Published online 2007-05-08. doi: 10.11569/wcjd.v15.i13.1475
修回日期: 2007-02-04
接受日期: 2007-02-08
在线出版日期: 2007-05-08
目的: 研究大鼠肝卵圆细胞(HOC)增殖模型肝脏缝隙连接蛋白32, 43(CX)的表达及缝隙连接细胞间通讯(GJIC)的功能, 探讨HOC增殖的可能机制.
方法: 健康♂Wistar大鼠, 随机分成正常对照组(n = 6), 模型组. 模型组大鼠按每天20 mg/kg剂量灌喂2-AFF, 连续4 d, 第5天不灌喂行2/3肝切除, 术后次日按每天20 mg/kg剂量继续灌喂5 d (2-AFF/PH). 模型组在术后4 h, 4, 8, 12和16 d随机取6只大鼠检测. 采用组织病理技术观察肝组织的形态学变化; 免疫组化和细胞形态学方法计数HOC; 切开标记/染料示踪技术(incision loading/dye transfer, IL/DT)技术确定GJIC; 免疫组化及RT-PCR技术检测CX32蛋白及mRNA表达; 免疫组化、Western blot及RT-PCR技术分析CX43蛋白及mRNA水平.

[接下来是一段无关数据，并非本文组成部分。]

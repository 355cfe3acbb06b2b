//! McSPI, polling mode

/*
Four independent channels sharing one functional clock
Master and slave modes
Word length of 8, 16 or 32 bits
Functional clock divided by powers of two, 1 to 32768
Programmable clock phase and polarity
Chip select polarity, per-word chip select toggling
Transmit-only, receive-only or full-duplex transfers
Either data line may be used for reception
*/

use fugit::{HertzU32 as Hertz, MillisDurationU32};

use crate::mmio::{self, wait_for_bits, Mmio};
use crate::time::Monotonic;

mod config;
pub mod regs;
pub mod timing;

pub use config::*;
pub use regs::Channel;
use regs::{mask, ChConf, ChCtrl, ChStat, ModulCtrl, SysConfig, MODULCTRL, SYSCONFIG, SYSSTATUS};

/// Fields in the order they were written.
pub type FieldList = heapless::Vec<Field, { Field::COUNT }>;

/// What the applier does with a value outside its field's domain.
#[derive(Debug, PartialEq, Eq, Clone, Copy)]
#[cfg_attr(feature = "defmt", derive(defmt::Format))]
pub enum Validation {
    /// Role, pin direction, phase and polarity abort. Invalid transfer mode,
    /// clock divider, word length and chip select values are replaced by
    /// their reset value and reported in [`ApplyReport::skipped`]. A reset
    /// timeout is only logged.
    Tolerant,
    /// The whole record is checked before the first register write, and a
    /// reset timeout aborts.
    Strict,
}

#[non_exhaustive]
#[derive(Debug, PartialEq, Eq, Clone, Copy)]
pub struct Config {
    pub functional_clock: Hertz,
    pub validation: Validation,
    pub reset_timeout: MillisDurationU32,
}

impl Default for Config {
    fn default() -> Self {
        Self {
            functional_clock: timing::FUNCTIONAL_CLOCK,
            validation: Validation::Tolerant,
            reset_timeout: timing::RESET_TIMEOUT,
        }
    }
}

impl Config {
    pub fn strict() -> Self {
        Self {
            validation: Validation::Strict,
            ..Default::default()
        }
    }
}

/// Where a transfer stalled.
#[derive(Debug, PartialEq, Eq, Clone, Copy)]
#[cfg_attr(feature = "defmt", derive(defmt::Format))]
pub enum Stage {
    /// CHxSTAT.TXS
    Transmit,
    /// CHxSTAT.RXS
    Receive,
    /// CHxSTAT.EOT
    EndOfTransfer,
}

#[derive(Debug, PartialEq, Eq, Clone, Copy)]
#[cfg_attr(feature = "defmt", derive(defmt::Format))]
pub enum Error {
    /// A status bit did not come up in time. `transferred` words completed
    /// before the stall and stay on the wire.
    Timeout { transferred: usize, stage: Stage },
    UnmappedRegister,
    /// The channel is configured transmit-only
    ReceiveDisabled,
}

impl Error {
    fn stalled(stage: Stage, transferred: usize) -> impl FnOnce(mmio::Error) -> Error {
        move |e| match e {
            mmio::Error::Timeout => Error::Timeout { transferred, stage },
            mmio::Error::Unmapped => Error::UnmappedRegister,
        }
    }

    // plain reads and writes only fail on an unmapped offset
    fn access(_: mmio::Error) -> Error {
        Error::UnmappedRegister
    }
}

impl embedded_hal::spi::Error for Error {
    fn kind(&self) -> embedded_hal::spi::ErrorKind {
        embedded_hal::spi::ErrorKind::Other
    }
}

#[derive(Debug, PartialEq, Eq, Clone)]
#[cfg_attr(feature = "defmt", derive(defmt::Format))]
pub enum ConfigError {
    /// `field` held a value outside its domain. Everything in `applied` is
    /// already in hardware.
    InvalidField { field: Field, applied: FieldList },
    ChannelOutOfRange(u8),
    /// SYSSTATUS.RESETDONE never rose, only raised by strict validation
    ResetTimeout,
    UnmappedRegister { applied: FieldList },
    /// Clock or pad setup failed
    BringUp(mmio::Error),
    /// [`Spi::open`] called twice without [`Spi::close`]
    AlreadyOpen,
}

impl ConfigError {
    /// Fields written before the failure, in order.
    pub fn applied(&self) -> &[Field] {
        match self {
            ConfigError::InvalidField { applied, .. } | ConfigError::UnmappedRegister { applied } => {
                applied.as_slice()
            }
            _ => &[],
        }
    }
}

/// Outcome of a successful [`Spi::apply_configuration`].
#[derive(Debug, Default, PartialEq, Eq, Clone)]
#[cfg_attr(feature = "defmt", derive(defmt::Format))]
pub struct ApplyReport {
    pub applied: FieldList,
    /// Fields whose requested value (or the chip select polarity they
    /// depend on) was invalid. Their reset value was written instead and
    /// they are listed in `applied` as well.
    pub skipped: FieldList,
    pub reset_timed_out: bool,
}
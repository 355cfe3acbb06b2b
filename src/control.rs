//! Numbered control requests
//!
//! Mirrors the character device command set: type `'k'`, numbers 1 to 14,
//! odd numbers store a setting and even numbers read it back. A store
//! re-applies the whole channel configuration and re-enables the channel.

use crate::mmio::Mmio;
use crate::spi::{
    ChannelConfig, ChipSelectSensitivity, ClockDivider, ConfigError, Field, PinDirection, Phase, Polarity,
    RawChannelConfig, Role, Spi, TransferMode,
};
use crate::time::Monotonic;

/// Request type byte
pub const MAGIC: u8 = b'k';
/// Upper bound of the command numbering, never a request itself
pub const MAX_REQUEST: u8 = 15;

#[derive(Debug, PartialEq, Eq, Clone, Copy)]
#[cfg_attr(feature = "defmt", derive(defmt::Format))]
pub enum Setting {
    Role,
    Polarity,
    Phase,
    PinDirection,
    ClockDivider,
    ChipSelect,
    TransferMode,
}

impl Setting {
    const ORDER: [Setting; 7] = [
        Setting::Role,
        Setting::Polarity,
        Setting::Phase,
        Setting::PinDirection,
        Setting::ClockDivider,
        Setting::ChipSelect,
        Setting::TransferMode,
    ];

    pub const fn field(self) -> Field {
        match self {
            Setting::Role => Field::Role,
            Setting::Polarity => Field::Polarity,
            Setting::Phase => Field::Phase,
            Setting::PinDirection => Field::PinDirection,
            Setting::ClockDivider => Field::ClockDivider,
            Setting::ChipSelect => Field::ChipSelectSensitivity,
            Setting::TransferMode => Field::TransferMode,
        }
    }

    fn get(self, config: &ChannelConfig) -> u32 {
        match self {
            Setting::Role => config.role.into(),
            Setting::Polarity => config.polarity.into(),
            Setting::Phase => config.phase.into(),
            Setting::PinDirection => config.pin_direction.into(),
            Setting::ClockDivider => config.clock_divider.into(),
            Setting::ChipSelect => config.cs_sensitivity.into(),
            Setting::TransferMode => config.transfer_mode.into(),
        }
    }

    /// Store `value` into `raw` if it is in the setting's domain.
    fn set(self, raw: &mut RawChannelConfig, value: u32) -> Result<(), RequestError> {
        fn check<T: TryFrom<u32>>(value: u32, setting: Setting) -> Result<u32, RequestError> {
            T::try_from(value)
                .map(|_| value)
                .map_err(|_| RequestError::InvalidArgument(setting.field()))
        }

        match self {
            Setting::Role => raw.role = check::<Role>(value, self)?,
            Setting::Polarity => raw.polarity = check::<Polarity>(value, self)?,
            Setting::Phase => raw.phase = check::<Phase>(value, self)?,
            Setting::PinDirection => raw.pin_direction = check::<PinDirection>(value, self)?,
            Setting::ClockDivider => raw.clock_divider = check::<ClockDivider>(value, self)?,
            Setting::ChipSelect => raw.cs_sensitivity = check::<ChipSelectSensitivity>(value, self)?,
            Setting::TransferMode => raw.transfer_mode = check::<TransferMode>(value, self)?,
        }
        Ok(())
    }
}

#[derive(Debug, PartialEq, Eq, Clone, Copy)]
#[cfg_attr(feature = "defmt", derive(defmt::Format))]
pub enum Request {
    Set(Setting, u32),
    Get(Setting),
}

impl Request {
    /// Decode a request number and its argument. The argument is ignored for
    /// reads.
    pub fn decode(number: u8, arg: u32) -> Result<Self, RequestError> {
        if number == 0 || number > MAX_REQUEST {
            return Err(RequestError::UnknownRequest(number));
        }
        let setting = Setting::ORDER
            .get(usize::from((number - 1) / 2))
            .copied()
            .ok_or(RequestError::UnknownRequest(number))?;

        if number % 2 == 1 {
            Ok(Request::Set(setting, arg))
        } else {
            Ok(Request::Get(setting))
        }
    }

    pub fn number(&self) -> u8 {
        let (setting, base) = match *self {
            Request::Set(s, _) => (s, 1),
            Request::Get(s) => (s, 2),
        };
        let index = Setting::ORDER.iter().position(|s| *s == setting).unwrap_or(0) as u8;
        index * 2 + base
    }
}

#[derive(Debug, PartialEq, Eq, Clone, Copy)]
#[cfg_attr(feature = "defmt", derive(defmt::Format))]
pub enum Response {
    Done,
    Value(u32),
}

#[derive(Debug, PartialEq, Eq, Clone)]
#[cfg_attr(feature = "defmt", derive(defmt::Format))]
pub enum RequestError {
    UnknownRequest(u8),
    /// Argument outside the setting's domain, nothing was changed
    InvalidArgument(Field),
    /// Reconfiguration failed
    Config(ConfigError),
    UnmappedRegister,
}

impl From<ConfigError> for RequestError {
    fn from(e: ConfigError) -> Self {
        RequestError::Config(e)
    }
}

impl<M: Mmio, C: Monotonic> Spi<M, C> {
    /// Serve one request against the active channel configuration.
    pub fn handle(&mut self, request: Request) -> Result<Response, RequestError> {
        match request {
            Request::Get(setting) => {
                let value = setting.get(self.channel_config());
                debug!("get {:?} = {}", setting, value);
                Ok(Response::Value(value))
            }
            Request::Set(setting, value) => {
                let mut raw = RawChannelConfig::from(*self.channel_config());
                setting.set(&mut raw, value).inspect_err(|_| {
                    warn!("rejected {:?} = {}", setting, value);
                })?;

                self.apply_configuration(&raw)?;
                self.enable().map_err(|_| RequestError::UnmappedRegister)?;
                debug!("set {:?} = {}", setting, value);
                Ok(Response::Done)
            }
        }
    }

    /// Decode and serve a numbered request.
    pub fn handle_raw(&mut self, number: u8, arg: u32) -> Result<Response, RequestError> {
        self.handle(Request::decode(number, arg)?)
    }
}

#[cfg(test)]
mod tests {
    use super::*;

    #[test]
    fn numbering() {
        assert_eq!(Request::decode(1, 1), Ok(Request::Set(Setting::Role, 1)));
        assert_eq!(Request::decode(4, 99), Ok(Request::Get(Setting::Polarity)));
        assert_eq!(Request::decode(9, 4), Ok(Request::Set(Setting::ClockDivider, 4)));
        assert_eq!(Request::decode(12, 0), Ok(Request::Get(Setting::ChipSelect)));
        assert_eq!(Request::decode(14, 0), Ok(Request::Get(Setting::TransferMode)));
        assert_eq!(Request::decode(0, 0), Err(RequestError::UnknownRequest(0)));
        assert_eq!(Request::decode(15, 0), Err(RequestError::UnknownRequest(15)));
        assert_eq!(Request::decode(16, 0), Err(RequestError::UnknownRequest(16)));

        for n in 1..=14 {
            assert_eq!(Request::decode(n, 0).unwrap().number(), n);
        }
    }

    #[test]
    fn set_checks_the_domain() {
        let mut raw = RawChannelConfig::default();
        assert_eq!(
            Setting::ClockDivider.set(&mut raw, 16),
            Err(RequestError::InvalidArgument(Field::ClockDivider))
        );
        assert_eq!(raw, RawChannelConfig::default());

        Setting::Polarity.set(&mut raw, 1).unwrap();
        assert_eq!(raw.polarity, 1);
    }
}
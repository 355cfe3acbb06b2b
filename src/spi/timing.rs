//! Polling deadlines

use fugit::{HertzU32 as Hertz, MillisDurationU32};

use super::config::{ClockDivider, WordLength};

/// Bound on SYSSTATUS.RESETDONE after a soft reset
pub const RESET_TIMEOUT: MillisDurationU32 = MillisDurationU32::from_ticks(100);

/// McSPI functional clock on the AM335x
pub const FUNCTIONAL_CLOCK: Hertz = Hertz::from_raw(48_000_000);

/// Deadline for a single word: twice the divider times the word length, in
/// functional clock kilohertz, never below 1 ms.
pub fn word_timeout(divider: ClockDivider, word_length: WordLength, fclk: Hertz) -> MillisDurationU32 {
    let khz = u64::from(fclk.to_kHz()).max(1);
    let ms = u64::from(divider.value()) * 2 * u64::from(word_length.bits()) / khz;

    MillisDurationU32::from_ticks(ms.clamp(1, u64::from(u32::MAX)) as u32)
}

#[cfg(test)]
mod tests {
    use super::*;

    #[test]
    fn never_below_one_millisecond() {
        for wl in [WordLength::Bits8, WordLength::Bits16, WordLength::Bits32] {
            for div in ClockDivider::ALL {
                assert!(word_timeout(div, wl, FUNCTIONAL_CLOCK).ticks() >= 1);
            }
        }
    }

    #[test]
    fn scales_with_slow_clocks() {
        // 32768 * 2 * 32 / 48000
        assert_eq!(
            word_timeout(ClockDivider::Div32768, WordLength::Bits32, FUNCTIONAL_CLOCK).ticks(),
            43
        );
        assert_eq!(
            word_timeout(ClockDivider::Div2, WordLength::Bits8, FUNCTIONAL_CLOCK).ticks(),
            1
        );
    }

    #[test]
    fn sub_kilohertz_clock_does_not_divide_by_zero() {
        let t = word_timeout(ClockDivider::Div4, WordLength::Bits8, Hertz::from_raw(500));
        assert_eq!(t.ticks(), 64);
    }
}
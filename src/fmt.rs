//! Logging shims
//!
//! The driver logs through `defmt` when that feature is enabled, otherwise
//! through the `log` facade, otherwise not at all. Format strings must stay
//! within the subset both backends accept (`{}` and `{:?}`).

#![allow(unused_macros)]

macro_rules! trace {
    ($s:literal $(, $x:expr)* $(,)?) => {{
        #[cfg(feature = "defmt")]
        ::defmt::trace!($s $(, $x)*);
        #[cfg(all(feature = "log", not(feature = "defmt")))]
        ::log::trace!($s $(, $x)*);
        #[cfg(not(any(feature = "log", feature = "defmt")))]
        let _ = ($(&$x,)*);
    }};
}

macro_rules! debug {
    ($s:literal $(, $x:expr)* $(,)?) => {{
        #[cfg(feature = "defmt")]
        ::defmt::debug!($s $(, $x)*);
        #[cfg(all(feature = "log", not(feature = "defmt")))]
        ::log::debug!($s $(, $x)*);
        #[cfg(not(any(feature = "log", feature = "defmt")))]
        let _ = ($(&$x,)*);
    }};
}

macro_rules! info {
    ($s:literal $(, $x:expr)* $(,)?) => {{
        #[cfg(feature = "defmt")]
        ::defmt::info!($s $(, $x)*);
        #[cfg(all(feature = "log", not(feature = "defmt")))]
        ::log::info!($s $(, $x)*);
        #[cfg(not(any(feature = "log", feature = "defmt")))]
        let _ = ($(&$x,)*);
    }};
}

macro_rules! warn {
    ($s:literal $(, $x:expr)* $(,)?) => {{
        #[cfg(feature = "defmt")]
        ::defmt::warn!($s $(, $x)*);
        #[cfg(all(feature = "log", not(feature = "defmt")))]
        ::log::warn!($s $(, $x)*);
        #[cfg(not(any(feature = "log", feature = "defmt")))]
        let _ = ($(&$x,)*);
    }};
}

macro_rules! error {
    ($s:literal $(, $x:expr)* $(,)?) => {{
        #[cfg(feature = "defmt")]
        ::defmt::error!($s $(, $x)*);
        #[cfg(all(feature = "log", not(feature = "defmt")))]
        ::log::error!($s $(, $x)*);
        #[cfg(not(any(feature = "log", feature = "defmt")))]
        let _ = ($(&$x,)*);
    }};
}

#[cfg(test)]
mod tests {
    #[test]
    #[deny(unused_parens)]
    fn one_argument_expands_cleanly() {
        let word = 0xA5u8;
        trace!("{}", word);
        debug!("{}", word);
        info!("{}", word);
        warn!("{}", word);
        error!("{}", word);
        info!("no arguments");
    }
}
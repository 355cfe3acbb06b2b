//! Driver shared between execution contexts
//!
//! Each call holds the lock for a whole configuration or transfer, so no
//! other context can interleave with its read-modify-write sequences.

use core::cell::RefCell;

use embassy_sync::blocking_mutex::raw::RawMutex;
use embassy_sync::blocking_mutex::Mutex;

use crate::mmio::Mmio;
use crate::spi::{ApplyReport, ConfigError, Error, RawChannelConfig, Spi};
use crate::time::Monotonic;

pub struct SharedSpi<R: RawMutex, M, C> {
    inner: Mutex<R, RefCell<Spi<M, C>>>,
}

impl<R: RawMutex, M: Mmio, C: Monotonic> SharedSpi<R, M, C> {
    pub const fn new(spi: Spi<M, C>) -> Self {
        Self {
            inner: Mutex::new(RefCell::new(spi)),
        }
    }

    /// Run `f` with exclusive access to the driver.
    ///
    /// Panics if called again from inside `f`.
    pub fn lock<U>(&self, f: impl FnOnce(&mut Spi<M, C>) -> U) -> U {
        self.inner.lock(|cell| f(&mut cell.borrow_mut()))
    }

    pub fn apply_configuration(&self, raw: &RawChannelConfig) -> Result<ApplyReport, ConfigError> {
        self.lock(|spi| spi.apply_configuration(raw))
    }

    pub fn transfer(&self, buf: &mut [u8]) -> Result<usize, Error> {
        self.lock(|spi| spi.transfer(buf))
    }

    pub fn write(&self, data: &[u8]) -> Result<usize, Error> {
        self.lock(|spi| spi.write(data))
    }

    pub fn into_inner(self) -> Spi<M, C> {
        self.inner.into_inner().into_inner()
    }
}
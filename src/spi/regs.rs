//! McSPI register layout

use bitfield::bitfield;

pub const REVISION: usize = 0x000;
pub const SYSCONFIG: usize = 0x110;
pub const SYSSTATUS: usize = 0x114;
pub const IRQSTATUS: usize = 0x118;
pub const IRQENABLE: usize = 0x11C;
pub const SYST: usize = 0x124;
pub const MODULCTRL: usize = 0x128;
pub const XFERLEVEL: usize = 0x17C;

const CH0CONF: usize = 0x12C;
const CHSTAT: usize = 0x04;
const CHCTRL: usize = 0x08;
const CHTX: usize = 0x0C;
const CHRX: usize = 0x10;
const CHANNEL_STRIDE: usize = 0x14;

/// One of the four channel register blocks.
#[derive(Debug, PartialEq, Eq, Clone, Copy, PartialOrd, Ord)]
#[cfg_attr(feature = "defmt", derive(defmt::Format))]
pub enum Channel {
    Ch0 = 0,
    Ch1 = 1,
    Ch2 = 2,
    Ch3 = 3,
}

impl Channel {
    pub const ALL: [Channel; 4] = [Channel::Ch0, Channel::Ch1, Channel::Ch2, Channel::Ch3];

    pub const fn from_index(index: u8) -> Option<Self> {
        match index {
            0 => Some(Channel::Ch0),
            1 => Some(Channel::Ch1),
            2 => Some(Channel::Ch2),
            3 => Some(Channel::Ch3),
            _ => None,
        }
    }

    pub const fn index(self) -> u8 {
        self as u8
    }

    const fn block(self) -> usize {
        CH0CONF + self as usize * CHANNEL_STRIDE
    }

    pub const fn conf(self) -> usize {
        self.block()
    }

    pub const fn stat(self) -> usize {
        self.block() + CHSTAT
    }

    pub const fn ctrl(self) -> usize {
        self.block() + CHCTRL
    }

    pub const fn tx(self) -> usize {
        self.block() + CHTX
    }

    pub const fn rx(self) -> usize {
        self.block() + CHRX
    }
}

macro_rules! impl_register {
    ($($name:ident),* $(,)?) => {
        $(
            impl From<u32> for $name {
                #[inline]
                fn from(bits: u32) -> Self {
                    Self(bits)
                }
            }

            impl From<$name> for u32 {
                #[inline]
                fn from(reg: $name) -> u32 {
                    reg.0
                }
            }

            impl $name {
                #[inline]
                pub const fn bits(&self) -> u32 {
                    self.0
                }
            }
        )*
    };
}

bitfield! {
    #[derive(Clone, Copy, PartialEq, Eq)]
    pub struct SysConfig(u32);
    impl Debug;
    u32;
    pub autoidle, set_autoidle: 0;
    pub softreset, set_softreset: 1;
    pub u8, sidlemode, set_sidlemode: 4, 3;
    pub u8, clockactivity, set_clockactivity: 9, 8;
}

bitfield! {
    #[derive(Clone, Copy, PartialEq, Eq)]
    pub struct SysStatus(u32);
    impl Debug;
    u32;
    pub resetdone, _: 0;
}

bitfield! {
    #[derive(Clone, Copy, PartialEq, Eq)]
    pub struct ModulCtrl(u32);
    impl Debug;
    u32;
    pub single, set_single: 0;
    /// Chip select unused when set
    pub pin34, set_pin34: 1;
    /// Slave when set
    pub ms, set_ms: 2;
    pub system_test, set_system_test: 3;
    pub u8, initdly, set_initdly: 6, 4;
    pub moa, set_moa: 7;
    pub fdaa, set_fdaa: 8;
}

bitfield! {
    #[derive(Clone, Copy, PartialEq, Eq)]
    pub struct ChConf(u32);
    impl Debug;
    u32;
    pub pha, set_pha: 0;
    pub pol, set_pol: 1;
    pub u8, clkd, set_clkd: 5, 2;
    /// Chip select held low during the active state
    pub epol, set_epol: 6;
    /// Word length minus one
    pub u8, wl, set_wl: 11, 7;
    pub u8, trm, set_trm: 13, 12;
    pub dmaw, set_dmaw: 14;
    pub dmar, set_dmar: 15;
    /// No transmission on data line 0 when set
    pub dpe0, set_dpe0: 16;
    pub dpe1, set_dpe1: 17;
    /// Data line 1 selected for reception when set
    pub is, set_is: 18;
    pub turbo, set_turbo: 19;
    pub force, set_force: 20;
    pub u8, spienslv, set_spienslv: 22, 21;
    pub sbe, set_sbe: 23;
    pub sbpol, set_sbpol: 24;
    pub u8, tcs, set_tcs: 26, 25;
    pub ffew, set_ffew: 27;
    pub ffer, set_ffer: 28;
    pub clkg, set_clkg: 29;
}

bitfield! {
    #[derive(Clone, Copy, PartialEq, Eq)]
    pub struct ChStat(u32);
    impl Debug;
    u32;
    pub rxs, _: 0;
    pub txs, _: 1;
    pub eot, _: 2;
    pub txffe, _: 3;
    pub txfff, _: 4;
    pub rxffe, _: 5;
    pub rxfff, _: 6;
}

bitfield! {
    #[derive(Clone, Copy, PartialEq, Eq)]
    pub struct ChCtrl(u32);
    impl Debug;
    u32;
    pub en, set_en: 0;
    pub u8, extclk, set_extclk: 15, 8;
}

impl_register!(SysConfig, SysStatus, ModulCtrl, ChConf, ChStat, ChCtrl);

pub mod mask {
    //! Single-bit masks for the polling loops

    pub const SYSSTATUS_RESETDONE: u32 = 1 << 0;
    pub const CHSTAT_RXS: u32 = 1 << 0;
    pub const CHSTAT_TXS: u32 = 1 << 1;
    pub const CHSTAT_EOT: u32 = 1 << 2;
    pub const CHCTRL_EN: u32 = 1 << 0;
}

结果: 对照组及模型组4 h未见HOC增殖. 模型组4 d汇管区有HOC增殖反应, 8 d HOC增殖达峰值, 12 d HOC从汇管区向肝实质内浸润, 16 d HOC增殖减少较12 d减少; IL/DT检测结果显示, 模型组各时点(4 h, 4, 8, 12和16 d)染料扩散距离低于对照组(84.5±3.4, 60.6±3.3, 108.6±4.2, 150.6±2.6, 199.6±3.7 μm vs 250.0±5.0 μm, P<0.01), GJIC功能降低. 模型组各时点CX32表达均低于对照组(P<0.05), 在4 h下调, 4 d达低峰(2.85±0.39), 8 d后逐渐恢复; RT-PCR显示模型组CX32 mRNA在4 h开始下降, 4 d达低峰(0.33±0.11), 8 d后逐渐恢复, 16 d高于对照组, 但无显著差异(P>0.05). Western blot结果显示模型组CX43蛋白表达在4 h上调(P>0.05)、4-16 d明显升高; RT-PCR显示模型组4 h CX43 mRNA上调(P>0.05), 4 d表达明显升高, 12 d达高峰(5.46±0.58), 16 d低于对照组, 但无显著差异(P>0.05).
结论: 采用Solt-Farber方法成功建立了HOC增殖动物模型; 大鼠2-AAF/PH肝脏CX表达呈时空特异性变化, 使肝脏GJIC功能抑制. 肝脏的GJIC抑制可能启动了HOC增殖.